Comment êtes-vous tombé dans le cercle infernal de l’anorexie ?

« Je suis atteint d’anorexie masculine depuis 5 ans, j’ai eu une période en 2006 où je suis monté à 72kg pour 1m74. À ce moment-là, j’ai commencé à maigrir très vite sur 1 mois. Depuis, j’ai toujours fait attention à ce que je mangeais. L’anorexie est venue sournoisement, c’est une maladie qui nous pousse de mois en mois, d’année en année, à manger toujours moins, à épier les calories, à ne presque plus rien manger.

Je fais à présent 42 kg pour 1m74. Je pense que l’anorexie traduit un sentiment de mal être.

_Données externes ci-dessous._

//! Document routes under `/api/docs`

use bytes::Bytes;
use futures::stream;
use http_body_util::{BodyExt, StreamBody};
use hyper::body::Frame;
use hyper::{header, HeaderMap, Response, StatusCode};
use std::sync::Arc;
use tokio::io::AsyncReadExt;
use tracing::{debug, info};
use uuid::Uuid;

use super::upload::{multipart_from_body, read_create_form};
use super::{empty_body, error_response, json_response, BoxBody};
use crate::delivery::{etag::CacheHeaders, FetchBody, FetchRequest, FetchResponse, ListQuery};
use crate::model::Identity;
use crate::server::AppState;
use crate::storage::ObjectReader;
use crate::types::DocError;

/// Chunk size for streamed file bodies
const STREAM_CHUNK_SIZE: usize = 64 * 1024;

fn parse_doc_id(raw: &str) -> Result<Uuid, DocError> {
    Uuid::parse_str(raw).map_err(|_| DocError::BadInput(format!("bad document id {:?}", raw)))
}

fn header_str<'a>(headers: &'a HeaderMap, name: header::HeaderName) -> Option<&'a str> {
    headers.get(name).and_then(|v| v.to_str().ok())
}

/// Stream an object reader as response frames
fn reader_body(reader: ObjectReader) -> BoxBody {
    let frames = stream::unfold(Some(reader), |state| async move {
        let mut reader = state?;
        let mut buf = vec![0u8; STREAM_CHUNK_SIZE];
        match reader.read(&mut buf).await {
            Ok(0) => None,
            Ok(n) => {
                buf.truncate(n);
                Some((Ok(Frame::data(Bytes::from(buf))), Some(reader)))
            }
            // Stop after the first error
            Err(e) => Some((Err(e), None)),
        }
    });
    StreamBody::new(frames).boxed_unsync()
}

fn with_validators(builder: hyper::http::response::Builder, headers: &CacheHeaders) -> hyper::http::response::Builder {
    builder
        .header(header::ETAG, &headers.etag)
        .header(header::LAST_MODIFIED, &headers.last_modified)
        .header(header::CACHE_CONTROL, headers.cache_control)
}

fn fetch_response(resp: FetchResponse, head: bool) -> Response<BoxBody> {
    let builder = with_validators(Response::builder(), &resp.headers);

    match resp.body {
        FetchBody::NotModified => builder
            .status(StatusCode::NOT_MODIFIED)
            .body(empty_body())
            .unwrap(),
        FetchBody::FileHead { content_type } => builder
            .status(StatusCode::OK)
            .header(header::CONTENT_TYPE, content_type)
            .header(header::ACCEPT_RANGES, "bytes")
            .body(empty_body())
            .unwrap(),
        FetchBody::File(read) => {
            let status = if read.content_range.is_some() {
                StatusCode::PARTIAL_CONTENT
            } else {
                StatusCode::OK
            };
            let mut builder = builder
                .status(status)
                .header(header::CONTENT_TYPE, read.content_type)
                .header(header::CONTENT_LENGTH, read.content_length)
                .header(header::ACCEPT_RANGES, "bytes");
            if let Some(range) = read.content_range {
                builder = builder.header(header::CONTENT_RANGE, range);
            }
            builder.body(reader_body(read.reader)).unwrap()
        }
        FetchBody::Json(body) => {
            let builder = builder
                .status(StatusCode::OK)
                .header(header::CONTENT_TYPE, "application/json")
                .header(header::CONTENT_LENGTH, body.len());
            let body = if head { empty_body() } else { super::full(body) };
            builder.body(body).unwrap()
        }
    }
}

/// GET|HEAD /api/docs
pub async fn handle_list(
    state: Arc<AppState>,
    identity: &Identity,
    query: Option<&str>,
    head: bool,
    request_id: &str,
) -> Response<BoxBody> {
    let result = async {
        let query: ListQuery = serde_urlencoded::from_str(query.unwrap_or(""))
            .map_err(|e| DocError::BadInput(format!("query: {}", e)))?;
        state.docs.list(identity, query).await
    }
    .await;

    match result {
        Ok(body) if head => {
            let mut resp = json_response(StatusCode::OK, body);
            *resp.body_mut() = empty_body();
            resp
        }
        Ok(body) => json_response(StatusCode::OK, body),
        Err(e) => error_response(e, request_id),
    }
}

/// GET|HEAD /api/docs/{id}
pub async fn handle_fetch(
    state: Arc<AppState>,
    identity: &Identity,
    raw_id: &str,
    headers: &HeaderMap,
    head: bool,
    request_id: &str,
) -> Response<BoxBody> {
    let result = async {
        let id = parse_doc_id(raw_id)?;
        let req = FetchRequest {
            head,
            if_none_match: header_str(headers, header::IF_NONE_MATCH).map(str::to_string),
            range: header_str(headers, header::RANGE).map(str::to_string),
        };
        state.docs.fetch(identity, &id, req).await
    }
    .await;

    match result {
        Ok(resp) => {
            debug!(request_id, doc_id = raw_id, etag = %resp.headers.etag, "Fetched document");
            fetch_response(resp, head)
        }
        Err(e) => error_response(e, request_id),
    }
}

/// POST /api/docs (multipart)
pub async fn handle_create<B>(
    state: Arc<AppState>,
    identity: &Identity,
    headers: &HeaderMap,
    body: B,
    request_id: &str,
) -> Response<BoxBody>
where
    B: hyper::body::Body<Data = Bytes> + Send + 'static,
    B::Error: Into<Box<dyn std::error::Error + Send + Sync>> + Send + 'static,
{
    let result = async {
        let multipart = multipart_from_body(
            header_str(headers, header::CONTENT_TYPE),
            body,
            state.args.max_upload_bytes,
        )?;
        let input = read_create_form(&state.docs, multipart).await?;
        state.docs.create(identity, input).await
    }
    .await;

    match result {
        Ok(outcome) => {
            info!(request_id, doc_id = %outcome.document.id, "Document created");
            json_response(StatusCode::OK, outcome.body)
        }
        Err(e) => error_response(e, request_id),
    }
}

/// DELETE /api/docs/{id}
pub async fn handle_delete(
    state: Arc<AppState>,
    identity: &Identity,
    raw_id: &str,
    request_id: &str,
) -> Response<BoxBody> {
    let result = async {
        let id = parse_doc_id(raw_id)?;
        state.docs.delete(identity, &id).await
    }
    .await;

    match result {
        Ok(body) => json_response(StatusCode::OK, body),
        Err(e) => error_response(e, request_id),
    }
}

/// POST /api/docs/{id}/touch
pub async fn handle_touch(
    state: Arc<AppState>,
    identity: &Identity,
    raw_id: &str,
    request_id: &str,
) -> Response<BoxBody> {
    let result = async {
        let id = parse_doc_id(raw_id)?;
        state.docs.touch(identity, &id).await
    }
    .await;

    match result {
        Ok(body) => json_response(StatusCode::OK, body),
        Err(e) => error_response(e, request_id),
    }
}

/// `read` query flag; anything but `false`/`0` grants read access
fn read_flag(query: Option<&str>) -> bool {
    let pairs: Vec<(String, String)> = query
        .and_then(|q| serde_urlencoded::from_str(q).ok())
        .unwrap_or_default();
    !pairs
        .iter()
        .any(|(k, v)| k == "read" && (v.eq_ignore_ascii_case("false") || v == "0"))
}

/// PUT /api/docs/{id}/grants/{login}
pub async fn handle_grant(
    state: Arc<AppState>,
    identity: &Identity,
    raw_id: &str,
    raw_login: &str,
    query: Option<&str>,
    request_id: &str,
) -> Response<BoxBody> {
    let result = async {
        let id = parse_doc_id(raw_id)?;
        let login = urlencoding::decode(raw_login)
            .map_err(|_| DocError::BadInput("bad login".into()))?;
        state.docs.grant(identity, &id, &login, read_flag(query)).await
    }
    .await;

    match result {
        Ok(body) => json_response(StatusCode::OK, body),
        Err(e) => error_response(e, request_id),
    }
}

/// DELETE /api/docs/{id}/grants/{login}
pub async fn handle_revoke(
    state: Arc<AppState>,
    identity: &Identity,
    raw_id: &str,
    raw_login: &str,
    request_id: &str,
) -> Response<BoxBody> {
    let result = async {
        let id = parse_doc_id(raw_id)?;
        let login = urlencoding::decode(raw_login)
            .map_err(|_| DocError::BadInput("bad login".into()))?;
        state.docs.revoke(identity, &id, &login).await
    }
    .await;

    match result {
        Ok(body) => json_response(StatusCode::OK, body),
        Err(e) => error_response(e, request_id),
    }
}

#[cfg(test)]
mod tests {
    use super::*;

    #[test]
    fn test_read_flag() {
        assert!(read_flag(None));
        assert!(read_flag(Some("read=true")));
        assert!(!read_flag(Some("read=false")));
        assert!(!read_flag(Some("x=1&read=0")));
    }

    #[test]
    fn test_doc_id_parsing() {
        assert!(parse_doc_id("not-a-uuid").is_err());
        assert!(parse_doc_id(&Uuid::nil().to_string()).is_ok());
    }
}
//! Database schema definitions

use rusqlite::Connection;
use tracing::info;

use super::DbError;

/// Current schema version for migrations
pub const SCHEMA_VERSION: i32 = 1;

/// Initialize the database schema
pub fn init_schema(conn: &Connection) -> Result<(), DbError> {
    let current_version = get_schema_version(conn)?;

    if current_version == 0 {
        info!("Creating new database schema v{}", SCHEMA_VERSION);
        conn.execute_batch(TABLES_SCHEMA)
            .map_err(|e| DbError::internal("Failed to create tables", e))?;
        conn.execute_batch(INDEXES_SCHEMA)
            .map_err(|e| DbError::internal("Failed to create indexes", e))?;
        set_schema_version(conn, SCHEMA_VERSION)?;
    } else if current_version > SCHEMA_VERSION {
        return Err(DbError::Internal(format!(
            "Database schema v{} is newer than supported v{}",
            current_version, SCHEMA_VERSION
        )));
    } else {
        info!("Database schema is up to date (v{})", current_version);
    }

    Ok(())
}

/// Get current schema version (0 if not initialized)
fn get_schema_version(conn: &Connection) -> Result<i32, DbError> {
    conn.execute(
        "CREATE TABLE IF NOT EXISTS schema_version (version INTEGER NOT NULL)",
        [],
    )
    .map_err(|e| DbError::internal("Failed to create schema_version table", e))?;

    let version: i32 = conn
        .query_row("SELECT version FROM schema_version LIMIT 1", [], |row| row.get(0))
        .unwrap_or(0);

    Ok(version)
}

fn set_schema_version(conn: &Connection, version: i32) -> Result<(), DbError> {
    conn.execute("DELETE FROM schema_version", [])
        .map_err(|e| DbError::internal("Failed to clear schema_version", e))?;
    conn.execute("INSERT INTO schema_version (version) VALUES (?)", [version])
        .map_err(|e| DbError::internal("Failed to set schema_version", e))?;
    Ok(())
}

const TABLES_SCHEMA: &str = r#"
CREATE TABLE IF NOT EXISTS users (
    id TEXT PRIMARY KEY NOT NULL,
    login TEXT NOT NULL UNIQUE,
    pass_hash TEXT NOT NULL,
    created_at TEXT NOT NULL
);

-- Binary payloads live in the blob store under storage_key
CREATE TABLE IF NOT EXISTS documents (
    id TEXT PRIMARY KEY NOT NULL,
    owner_id TEXT NOT NULL REFERENCES users(id) ON DELETE CASCADE,
    name TEXT NOT NULL,
    mime TEXT NOT NULL,
    file INTEGER NOT NULL DEFAULT 0,
    public INTEGER NOT NULL DEFAULT 0,
    created_at TEXT NOT NULL,
    updated_at TEXT NOT NULL,
    size_bytes INTEGER NOT NULL DEFAULT 0,
    content_sha256 TEXT NOT NULL DEFAULT '',
    version INTEGER NOT NULL DEFAULT 1,
    storage_key TEXT NOT NULL DEFAULT '',
    CHECK ((file = 1) = (storage_key <> ''))
);

CREATE TABLE IF NOT EXISTS doc_json (
    doc_id TEXT PRIMARY KEY NOT NULL REFERENCES documents(id) ON DELETE CASCADE,
    body TEXT NOT NULL
);

CREATE TABLE IF NOT EXISTS doc_shares (
    doc_id TEXT NOT NULL REFERENCES documents(id) ON DELETE CASCADE,
    user_id TEXT NOT NULL REFERENCES users(id) ON DELETE CASCADE,
    can_read INTEGER NOT NULL DEFAULT 1,
    created_at TEXT NOT NULL,
    PRIMARY KEY (doc_id, user_id)
);
"#;

const INDEXES_SCHEMA: &str = r#"
CREATE INDEX IF NOT EXISTS idx_documents_owner ON documents(owner_id, created_at);
CREATE INDEX IF NOT EXISTS idx_documents_created ON documents(created_at, id);
CREATE INDEX IF NOT EXISTS idx_documents_name ON documents(name);
CREATE INDEX IF NOT EXISTS idx_documents_storage_key ON documents(storage_key);
CREATE INDEX IF NOT EXISTS idx_doc_shares_user ON doc_shares(user_id, can_read);
"#;

#[cfg(test)]
mod tests {
    use super::*;

    #[test]
    fn test_init_is_idempotent() {
        let conn = Connection::open_in_memory().unwrap();
        init_schema(&conn).unwrap();
        init_schema(&conn).unwrap();
        assert_eq!(get_schema_version(&conn).unwrap(), SCHEMA_VERSION);
    }

    #[test]
    fn test_file_flag_requires_storage_key() {
        let conn = Connection::open_in_memory().unwrap();
        init_schema(&conn).unwrap();
        conn.execute(
            "INSERT INTO users (id, login, pass_hash, created_at) VALUES ('u', 'owner', 'h', 't')",
            [],
        )
        .unwrap();

        let bad = conn.execute(
            "INSERT INTO documents (id, owner_id, name, mime, file, created_at, updated_at, storage_key)
             VALUES ('d', 'u', 'n', 'm', 1, 't', 't', '')",
            [],
        );
        assert!(bad.is_err());
    }
}
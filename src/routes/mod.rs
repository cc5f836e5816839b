//! HTTP routes for docvault
//!
//! Handlers take the request id explicitly and return fully built
//! responses; [`crate::server`] only dispatches and stamps `X-Request-Id`.

pub mod auth;
pub mod docs;
pub mod health;
pub mod upload;

use bytes::Bytes;
use http_body_util::{BodyExt, Full};
use hyper::{header, Response, StatusCode};
use serde::de::DeserializeOwned;
use tracing::{error, warn};

pub use auth::{handle_login, handle_logout, handle_register};
pub use docs::{
    handle_create, handle_delete, handle_fetch, handle_grant, handle_list, handle_revoke,
    handle_touch,
};
pub use health::{health_check, readiness_check};

use crate::types::DocError;

/// Response body type; file bodies stream, so the body is not `Sync`
pub type BoxBody = http_body_util::combinators::UnsyncBoxBody<Bytes, std::io::Error>;

/// Maximum size of a JSON command body
const MAX_JSON_BODY: usize = 10240;

pub fn full(bytes: Bytes) -> BoxBody {
    Full::new(bytes)
        .map_err(|never| match never {})
        .boxed_unsync()
}

pub fn empty_body() -> BoxBody {
    full(Bytes::new())
}

/// 200 with an already serialized envelope
pub fn json_response(status: StatusCode, body: Bytes) -> Response<BoxBody> {
    Response::builder()
        .status(status)
        .header(header::CONTENT_TYPE, "application/json")
        .header(header::CONTENT_LENGTH, body.len())
        .body(full(body))
        .unwrap()
}

/// Error envelope; detail is logged, never sent
pub fn error_response(err: DocError, request_id: &str) -> Response<BoxBody> {
    match &err {
        DocError::Unexpected(detail) => error!(request_id, error = %detail, "Request failed"),
        other => warn!(request_id, error = %other, "Request rejected"),
    }
    let (status, body) = err.into_status_code_and_body();
    json_response(status, Bytes::from(body))
}

/// Collect a small JSON body
pub async fn parse_json_body<B, T>(body: B) -> Result<T, DocError>
where
    B: hyper::body::Body,
    B::Error: std::fmt::Display,
    T: DeserializeOwned,
{
    let bytes = body
        .collect()
        .await
        .map_err(|e| DocError::BadInput(format!("Failed to read body: {}", e)))?
        .to_bytes();

    if bytes.len() > MAX_JSON_BODY {
        return Err(DocError::BadInput("Request body too large".into()));
    }

    serde_json::from_slice(&bytes).map_err(|e| DocError::BadInput(format!("Invalid JSON: {}", e)))
}
//! In-memory cache implementation
//!
//! DashMap-backed KV store with per-entry TTL, lazy expiry on read, a periodic
//! cleanup task and oldest-first eviction when over capacity. Counters created
//! by `incr` are never evicted, since losing one would let a stale
//! generation-keyed entry become visible again.

use std::sync::atomic::{AtomicU64, Ordering};
use std::sync::Arc;
use std::time::{Duration, Instant};

use async_trait::async_trait;
use bytes::Bytes;
use dashmap::DashMap;
use tracing::{debug, info};

use super::{Cache, CacheConfig, CacheError};

/// A cached value with expiry metadata
#[derive(Debug, Clone)]
struct CacheEntry {
    value: Bytes,
    created_at: Instant,
    expires_at: Option<Instant>,
    /// Counters survive capacity eviction
    pinned: bool,
}

impl CacheEntry {
    fn new(value: Bytes, ttl_secs: u64) -> Self {
        let now = Instant::now();
        Self {
            value,
            created_at: now,
            expires_at: (ttl_secs > 0).then(|| now + Duration::from_secs(ttl_secs)),
            pinned: false,
        }
    }

    fn is_expired(&self) -> bool {
        self.expires_at
            .map(|at| Instant::now() >= at)
            .unwrap_or(false)
    }
}

/// Cache statistics
#[derive(Debug, Clone, Default)]
pub struct CacheStats {
    pub entries: usize,
    pub hits: u64,
    pub misses: u64,
    pub evictions: u64,
}

impl CacheStats {
    /// Calculate hit rate as percentage
    pub fn hit_rate(&self) -> f64 {
        let total = self.hits + self.misses;
        if total == 0 {
            0.0
        } else {
            (self.hits as f64 / total as f64) * 100.0
        }
    }
}

/// In-memory KV + counter cache
pub struct MemoryCache {
    entries: DashMap<String, CacheEntry>,
    config: CacheConfig,
    hits: AtomicU64,
    misses: AtomicU64,
    evictions: AtomicU64,
}

impl MemoryCache {
    pub fn new(config: CacheConfig) -> Self {
        Self {
            entries: DashMap::new(),
            config,
            hits: AtomicU64::new(0),
            misses: AtomicU64::new(0),
            evictions: AtomicU64::new(0),
        }
    }

    pub fn with_defaults() -> Self {
        Self::new(CacheConfig::default())
    }

    /// Remove expired entries
    pub fn cleanup(&self) -> usize {
        let before = self.entries.len();
        self.entries.retain(|_, entry| !entry.is_expired());
        let count = before.saturating_sub(self.entries.len());

        if count > 0 {
            debug!(count = count, "Cleaned up expired cache entries");
        }
        count
    }

    pub fn stats(&self) -> CacheStats {
        CacheStats {
            entries: self.entries.len(),
            hits: self.hits.load(Ordering::Relaxed),
            misses: self.misses.load(Ordering::Relaxed),
            evictions: self.evictions.load(Ordering::Relaxed),
        }
    }

    pub fn config(&self) -> &CacheConfig {
        &self.config
    }

    /// Evict entries if over capacity (oldest first, counters excluded)
    fn maybe_evict(&self) {
        let len = self.entries.len();
        if len <= self.config.max_entries {
            return;
        }

        // Evict a little extra to avoid thrashing
        let to_evict = len - self.config.max_entries + self.config.max_entries / 100;

        let mut candidates: Vec<(String, Instant)> = self
            .entries
            .iter()
            .filter(|entry| !entry.pinned)
            .map(|entry| (entry.key().clone(), entry.created_at))
            .collect();
        candidates.sort_by_key(|(_, created)| *created);

        let mut evicted = 0;
        for (key, _) in candidates.into_iter().take(to_evict) {
            self.entries.remove(&key);
            evicted += 1;
        }
        self.evictions.fetch_add(evicted, Ordering::Relaxed);

        debug!(evicted = evicted, "Evicted cache entries");
    }
}

impl Default for MemoryCache {
    fn default() -> Self {
        Self::with_defaults()
    }
}

#[async_trait]
impl Cache for MemoryCache {
    async fn get(&self, key: &str) -> Result<Option<Bytes>, CacheError> {
        if let Some(entry) = self.entries.get(key) {
            if !entry.is_expired() {
                self.hits.fetch_add(1, Ordering::Relaxed);
                debug!(key = key, "Cache hit");
                return Ok(Some(entry.value.clone()));
            }
            // Release the read guard before removing
            drop(entry);
            self.entries.remove(key);
        }

        self.misses.fetch_add(1, Ordering::Relaxed);
        debug!(key = key, "Cache miss");
        Ok(None)
    }

    async fn set(&self, key: &str, value: Bytes, ttl_secs: u64) -> Result<(), CacheError> {
        debug!(key = key, ttl_secs = ttl_secs, "Cache set");
        self.entries
            .insert(key.to_string(), CacheEntry::new(value, ttl_secs));
        self.maybe_evict();
        Ok(())
    }

    async fn del(&self, keys: &[String]) -> Result<(), CacheError> {
        for key in keys {
            self.entries.remove(key);
        }
        Ok(())
    }

    async fn incr(&self, key: &str) -> Result<i64, CacheError> {
        let mut entry = self
            .entries
            .entry(key.to_string())
            .or_insert_with(|| CacheEntry::new(Bytes::from_static(b"0"), 0));

        if entry.is_expired() {
            *entry = CacheEntry::new(Bytes::from_static(b"0"), 0);
        }

        let current: i64 = std::str::from_utf8(&entry.value)
            .ok()
            .and_then(|s| s.parse().ok())
            .ok_or_else(|| CacheError::NotInteger(key.to_string()))?;
        let next = current + 1;

        entry.value = Bytes::from(next.to_string());
        entry.pinned = true;
        Ok(next)
    }

    async fn ping(&self) -> Result<(), CacheError> {
        Ok(())
    }
}

/// Spawn a background task to periodically cleanup expired entries
pub fn spawn_cleanup_task(cache: Arc<MemoryCache>) {
    let interval = cache.config.cleanup_interval;

    tokio::spawn(async move {
        loop {
            tokio::time::sleep(interval).await;
            let removed = cache.cleanup();
            let stats = cache.stats();
            debug!(
                removed = removed,
                entries = stats.entries,
                hit_rate = format!("{:.1}%", stats.hit_rate()),
                "Cache cleanup completed"
            );
        }
    });

    info!("Cache cleanup task started");
}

Elle est là pour vous dire « je suis là », « regardez-moi »… Le fait d’être très maigre est vu comme de la pitié, si je peux dire ainsi. Sauf qu’une fois qu’on est tombé dans ce trou profond, on en remonte jamais vraiment, on glisse un peu comme sur de la glaise.

J’ai subi des moqueries à l’adolescence pour des dents avancées. Pendant 7 ans, j’ai porté un appareil dentaire, ça ne m’a pas aidé à me sentir bien dans ma peau. J’ai eu un choc émotionnel à 15 ans qui m’a laissé une voix féminine pendant plus de 12 ans. J’ai retrouvé ma voix normale quand mon papa a quitté ce monde. C’était une double peine. Mon quotidien était tellement insoutenable que je me suis déscolarisé et j’ai plongé dans une grande solitude. »

« Pour moi, l’anorexie était aussi une forme d’automutilation. Une fois que la maladie est installée, rester en vie devient une souffrance physique et mentale. Plus elle s’enracine et plus ça devient dur de s’en sortir »

Comment se traduit cette anorexie au quotidien ?

« Déjà, j’ai froid en permanence. Je vis sous une couverture chauffante presque 24/24h. Je n’ai que la peau sur les os et un style cadavérique. J’ai de l’ostéoporose sévère. Mes os se désagrègent et se confondent avec ceux d’une personne de 60 ans. Alors, forcément, les organes, même vitaux, fonctionnent au ralenti. Mon cœur est à 40 BPM et ma tension à 9.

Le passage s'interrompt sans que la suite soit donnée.